(Listed entries):
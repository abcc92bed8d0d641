use clap::Parser;
use dirtools::{
    Cli, Command, DeleteOptions, DirTools, DirToolsError, FindOptions, GroupOptions,
    OutputFormatter, OutputMode, SizeOptions, UserFriendlyError,
};
use std::path::Path;
use std::process;

fn main() {
    let exit_code = run();
    process::exit(exit_code);
}

fn run() -> i32 {
    let cli = Cli::parse();
    setup_logging(&cli);

    // Handle special commands first
    if let Command::InitConfig { path } = &cli.command {
        let path = path
            .as_deref()
            .unwrap_or_else(|| Path::new("dirtools.toml"));
        return handle_init_config(path);
    }

    let dirtools = match DirTools::from_cli(&cli) {
        Ok(dirtools) => dirtools,
        Err(e) => {
            print_startup_error(&e, cli.output_format.into());
            return exit_code(&e);
        }
    };

    let result = match &cli.command {
        Command::Size { root } => dirtools.folder_size(&SizeOptions::new(root)).map(|_| 0),
        Command::Group { root, export } => dirtools
            .group_by_extension(&GroupOptions::new(root).with_export(export.as_ref()))
            .map(|_| 0),
        Command::Find {
            root,
            extension,
            output,
        } => dirtools
            .find_by_extension(
                &FindOptions::new(root, extension.as_str()).with_output(output.as_ref()),
            )
            .map(|_| 0),
        Command::Delete { manifest } => dirtools
            .delete_from_manifest(&DeleteOptions::new(manifest))
            .map(|report| {
                if report.has_failures() {
                    2 // Completed with warnings
                } else {
                    0
                }
            }),
        Command::InitConfig { .. } => Ok(0),
    };

    match result {
        Ok(code) => code,
        Err(e) => {
            dirtools.handle_error(&e);
            exit_code(&e)
        }
    }
}

fn exit_code(error: &DirToolsError) -> i32 {
    match error {
        DirToolsError::PathNotFound { .. } | DirToolsError::NotADirectory { .. } => 3,
        DirToolsError::InvalidExtension { .. } => 4,
        DirToolsError::ExportWriteFailed { .. } => 5,
        DirToolsError::Config { .. } => 6,
        _ => 1, // General error
    }
}

fn handle_init_config(config_path: &Path) -> i32 {
    match DirTools::generate_sample_config(config_path) {
        Ok(()) => {
            println!(
                "Generated sample configuration file: {}",
                config_path.display()
            );
            println!("\nTo use this configuration:");
            println!("  dirtools --config {} size <folder>", config_path.display());
            println!("\nEdit the file to customize settings for your needs.");
            0
        }
        Err(e) => {
            eprintln!(
                "Failed to generate configuration file: {}",
                e.user_message()
            );
            if let Some(suggestion) = e.suggestion() {
                eprintln!("Suggestion: {}", suggestion);
            }
            exit_code(&e)
        }
    }
}

fn print_startup_error(error: &DirToolsError, mode: OutputMode) {
    let formatter = OutputFormatter::new(mode, 0, false);
    formatter.print_user_friendly_error(error);
}

fn setup_logging(cli: &Cli) {
    let level = if cli.quiet {
        tracing::Level::ERROR
    } else {
        match cli.verbose {
            0 => tracing::Level::WARN,
            1 => tracing::Level::INFO,
            2 => tracing::Level::DEBUG,
            _ => tracing::Level::TRACE,
        }
    };

    tracing_subscriber::fmt()
        .with_max_level(level)
        .with_writer(std::io::stderr)
        .with_target(false)
        .init();
}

(What is expected): Could you write out all the records exactly, please?

(Task solution):
repository abcc92bed8d0d641
use clap::Parser;
use dirtools::{
    Cli, Command, DeleteOptions, DirTools, DirToolsError, FindOptions, GroupOptions,
    OutputFormatter, OutputMode, SizeOptions, UserFriendlyError,
};
use std::path::Path;
use std::process;

fn main() {
    let exit_code = run();
    process::exit(exit_code);
}

fn run() -> i32 {
    let cli = Cli::parse();
    setup_logging(&cli);

    // Handle special commands first
    if let Command::InitConfig { path } = &cli.command {
        let path = path
            .as_deref()
            .unwrap_or_else(|| Path::new("dirtools.toml"));
        return handle_init_config(path);
    }

    let dirtools = match DirTools::from_cli(&cli) {
        Ok(dirtools) => dirtools,
        Err(e) => {
            print_startup_error(&e, cli.output_format.into());
            return exit_code(&e);
        }
    };

    let result = match &cli.command {
        Command::Size { root } => dirtools.folder_size(&SizeOptions::new(root)).map(|_| 0),
        Command::Group { root, export } => dirtools
            .group_by_extension(&GroupOptions::new(root).with_export(export.as_ref()))
            .map(|_| 0),
        Command::Find {
            root,
            extension,
            output,
        } => dirtools
            .find_by_extension(
                &FindOptions::new(root, extension.as_str()).with_output(output.as_ref()),
            )
            .map(|_| 0),
        Command::Delete { manifest } => dirtools
            .delete_from_manifest(&DeleteOptions::new(manifest))
            .map(|report| {
                if report.has_failures() {
                    2 // Completed with warnings
                } else {
                    0
                }
            }),
        Command::InitConfig { .. } => Ok(0),
    };

    match result {
        Ok(code) => code,
        Err(e) => {
            dirtools.handle_error(&e);
            exit_code(&e)
        }
    }
}

fn exit_code(error: &DirToolsError) -> i32 {
    match error {
        DirToolsError::PathNotFound { .. } | DirToolsError::NotADirectory { .. } => 3,
        DirToolsError::InvalidExtension { .. } => 4,
        DirToolsError::ExportWriteFailed { .. } => 5,
        DirToolsError::Config { .. } => 6,
        _ => 1, // General error
    }
}

fn handle_init_config(config_path: &Path) -> i32 {
    match DirTools::generate_sample_config(config_path) {
        Ok(()) => {
            println!(
                "Generated sample configuration file: {}",
                config_path.display()
            );
            println!("\nTo use this configuration:");
            println!("  dirtools --config {} size <folder>", config_path.display());
            println!("\nEdit the file to customize settings for your needs.");
            0
        }
        Err(e) => {
            eprintln!(
                "Failed to generate configuration file: {}",
                e.user_message()
            );
            if let Some(suggestion) = e.suggestion() {
                eprintln!("Suggestion: {}", suggestion);
            }
            exit_code(&e)
        }
    }
}

fn print_startup_error(error: &DirToolsError, mode: OutputMode) {
    let formatter = OutputFormatter::new(mode, 0, false);
    formatter.print_user_friendly_error(error);
}

fn setup_logging(cli: &Cli) {
    let level = if cli.quiet {
        tracing::Level::ERROR
    } else {
        match cli.verbose {
            0 => tracing::Level::WARN,
            1 => tracing::Level::INFO,
            2 => tracing::Level::DEBUG,
            _ => tracing::Level::TRACE,
        }
    };

    tracing_subscriber::fmt()
        .with_max_level(level)
        .with_writer(std::io::stderr)
        .with_target(false)
        .init();
}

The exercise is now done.